A once in a lifetime thing.

Like SWIMMING. WITH. DOLPINS.

DUSKY DOLPHINS!

But the Dusky Dolphin pod lives off the east coast, and I was still in Nelson on the northern tip of the South Island. So onto the bus we got for the drive to Kaikoura, back through the Rai Valley and the Marlborough Wine Region. The early morning start was beautiful, I had my eyes and camera pressed to the bus window.

Driving Rai Valley

Driving Rai Valley

As we drove down the coast we stopped at Ohau Point to watch some New Zealand fur seals. They were cute, but pretty lazy, so we stopped long enough to take photos and stretch our legs then got on our way again.

Ohua Point

Driving Rai Valley

Driving Rai Valley

Driving Rai Valley

While most of the bus group went on a whale watching cruise, myself and my new friends Susie, a fellow Aussie from Sydney, and Emma, from England, went out on the dolphin swimming cruise with Dolphin Encounter. It was expensive but worth it for the most amazing day!

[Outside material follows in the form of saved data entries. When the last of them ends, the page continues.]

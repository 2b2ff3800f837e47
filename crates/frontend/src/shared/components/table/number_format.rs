//! Number formatting for result tables

/// Shortest decimal form of a value, the way a browser would print it
///
/// Magnitudes below `1e-6` or from `1e21` up switch to exponent notation
/// with an explicit sign (`1e-7`, `1.5e+21`).
///
/// # Examples
///
/// ```ignore
/// assert_eq!(format_number(105.0), "105");
/// assert_eq!(format_number(2.5), "2.5");
/// ```
pub fn format_number(value: f64) -> String {
    // -0.0 would print as "-0"
    if value == 0.0 {
        return "0".to_string();
    }
    let magnitude = value.abs();
    if magnitude < 1e-6 || magnitude >= 1e21 {
        let exp = format!("{:e}", value);
        return match exp.split_once('e') {
            Some((mantissa, power)) if !power.starts_with('-') => {
                format!("{}e+{}", mantissa, power)
            }
            _ => exp,
        };
    }
    value.to_string()
}
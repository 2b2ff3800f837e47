pub mod u101_invoice_extraction;
//! API utilities for talking to the extraction service
//!
//! The service runs next to the page on its own port; a `?api=` query
//! parameter points the page somewhere else.

use serde::Deserialize;

/// Port of the extraction service when no override is given
pub const DEFAULT_API_PORT: u16 = 5000;

#[derive(Debug, Default, Deserialize)]
struct ApiQuery {
    api: Option<String>,
}

/// Get the base URL for API requests
///
/// # Returns
/// - the `api` query parameter when present, e.g. "http://10.0.0.5:8000"
/// - otherwise the page host on [`DEFAULT_API_PORT`], e.g. "http://localhost:5000"
/// - empty string if window is not available
pub fn api_base() -> String {
    let window = match web_sys::window() {
        Some(w) => w,
        None => return String::new(),
    };
    let location = window.location();

    let search = location.search().unwrap_or_default();
    if let Some(base) = api_override(&search) {
        return base;
    }

    let protocol = location.protocol().unwrap_or_else(|_| "http:".to_string());
    let hostname = location
        .hostname()
        .unwrap_or_else(|_| "127.0.0.1".to_string());
    format!("{}//{}:{}", protocol, hostname, DEFAULT_API_PORT)
}

/// Build a full API URL from a path
///
/// # Example
/// ```ignore
/// let url = api_url("/api/extract");
/// ```
pub fn api_url(path: &str) -> String {
    join_url(&api_base(), path)
}

/// Base URL taken from a location search string (`?api=...`)
pub fn api_override(search: &str) -> Option<String> {
    let query: ApiQuery = serde_qs::from_str(search.trim_start_matches('?')).ok()?;
    query
        .api
        .map(|base| base.trim().trim_end_matches('/').to_string())
        .filter(|base| !base.is_empty())
}

fn join_url(base: &str, path: &str) -> String {
    format!(
        "{}/{}",
        base.trim_end_matches('/'),
        path.trim_start_matches('/')
    )
}

#[cfg(test)]
mod tests {
    use super::*;

    #[test]
    fn test_api_override() {
        assert_eq!(
            api_override("?api=http://10.0.0.5:8000"),
            Some("http://10.0.0.5:8000".to_string())
        );
        assert_eq!(
            api_override("?api=https%3A%2F%2Fextract.example.com%2F"),
            Some("https://extract.example.com".to_string())
        );
        assert_eq!(api_override("?tab=products"), None);
        assert_eq!(api_override("?api="), None);
        assert_eq!(api_override(""), None);
    }

    #[test]
    fn test_join_url() {
        assert_eq!(
            join_url("http://localhost:5000", "/api/extract"),
            "http://localhost:5000/api/extract"
        );
        assert_eq!(
            join_url("http://localhost:5000/", "/api/extract"),
            "http://localhost:5000/api/extract"
        );
    }
}
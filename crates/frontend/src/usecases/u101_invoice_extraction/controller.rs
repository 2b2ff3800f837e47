//! Upload controller: one file in, one request out, session updated on completion.

use super::error::ExtractError;
use super::state::ExtractionSession;
use contracts::usecases::common::UseCaseMetadata;
use contracts::usecases::u101_invoice_extraction::{ExtractionResponse, InvoiceExtraction};
use leptos::prelude::*;
use std::future::Future;

/// Access to the session the controller writes into.
///
/// Returns `None` when the session no longer exists (page torn down).
pub trait SessionHandle {
    fn with_session<R>(&self, f: impl FnOnce(&mut ExtractionSession) -> R) -> Option<R>;
}

impl SessionHandle for RwSignal<ExtractionSession> {
    fn with_session<R>(&self, f: impl FnOnce(&mut ExtractionSession) -> R) -> Option<R> {
        self.try_update(f)
    }
}

#[derive(Debug, Clone, Copy, PartialEq, Eq)]
pub enum SubmitOutcome {
    NoFile,
    AlreadyUploading,
    Completed,
    Failed,
}

/// Send `file` for extraction and store the result.
///
/// Without a file, or while another upload runs, nothing is sent and the
/// session is left as is. `send` is awaited exactly once otherwise.
pub async fn submit<H, F, S, Fut>(handle: &H, file: Option<F>, send: S) -> SubmitOutcome
where
    H: SessionHandle,
    S: FnOnce(F) -> Fut,
    Fut: Future<Output = Result<ExtractionResponse, ExtractError>>,
{
    let tag = InvoiceExtraction::full_name();

    let Some(file) = file else {
        log::warn!("[{}] submit skipped: no file selected", tag);
        return SubmitOutcome::NoFile;
    };

    if !handle.with_session(|s| s.begin_upload()).unwrap_or(false) {
        log::warn!("[{}] submit skipped: upload already in progress", tag);
        return SubmitOutcome::AlreadyUploading;
    }

    let file_name = handle
        .with_session(|s| s.selected_file.as_ref().map(|f| f.name.clone()))
        .flatten()
        .unwrap_or_default();
    log::info!("[{}] extraction started: '{}'", tag, file_name);

    let outcome = send(file).await;
    let completed = match &outcome {
        Ok(response) => {
            log::info!(
                "[{}] extraction finished: {} invoices, {} products, {} customers",
                tag,
                response.invoices.len(),
                response.products.len(),
                response.customers.len(),
            );
            true
        }
        Err(e) => {
            log::error!("[{}] extraction failed for '{}': {}", tag, file_name, e);
            false
        }
    };

    handle.with_session(|s| s.finish_upload(outcome));

    if completed {
        SubmitOutcome::Completed
    } else {
        SubmitOutcome::Failed
    }
}
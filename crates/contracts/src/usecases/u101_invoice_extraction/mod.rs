pub mod request;
pub mod response;

pub use request::{
    accept_attribute, is_accepted_file_name, ACCEPTED_EXTENSIONS, EXTRACT_PATH, FILE_FIELD,
    UPLOAD_FAILED_MESSAGE,
};
pub use response::{Customer, ExtractionResponse, FieldValue, Invoice, Product};

use crate::usecases::common::UseCaseMetadata;

pub struct InvoiceExtraction;

impl UseCaseMetadata for InvoiceExtraction {
    fn usecase_index() -> &'static str {
        "u101"
    }

    fn usecase_name() -> &'static str {
        "invoice_extraction"
    }

    fn display_name() -> &'static str {
        "Swipe Invoice Automation"
    }

    fn description() -> &'static str {
        "Upload an invoice document and review the extracted invoices, products and customers"
    }
}

#[cfg(test)]
mod tests {
    use super::*;

    #[test]
    fn test_full_name() {
        assert_eq!(InvoiceExtraction::full_name(), "u101_invoice_extraction");
    }
}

Kaikoura Dusky Dolphin Swim

‘Most amazing’ is an epic statement to make considering I spent some of said awesome day emptying my stomach into a plastic bucket.

AND into the ocean.

Metres from a Sperm Whale.

This is the price one must pay on intrepid sea adventures.

Kaikoura Dusky Dolphin Swim

The sea swell was classified moderate-rough and the pod proved a little elusive to find, so we were on the water for over an hour before we spotted some small groups from the pod.

Kaikoura Dusky Dolphin Swim

A lovely girl on the crew, who spent most of the time handing out and rinsing out plastic buckets, said it took us twice as long as normal to find them which would be why so many of us experienced sea sickness, and why I had it even though I’ve never been sick at sea before. Motion sickness has never been my problem, I can read a novel in 8pt font in a 4WD jeep driving on rural dirt tracks and I won’t even notice. But this time, I won’t lie, I felt pretty rotten.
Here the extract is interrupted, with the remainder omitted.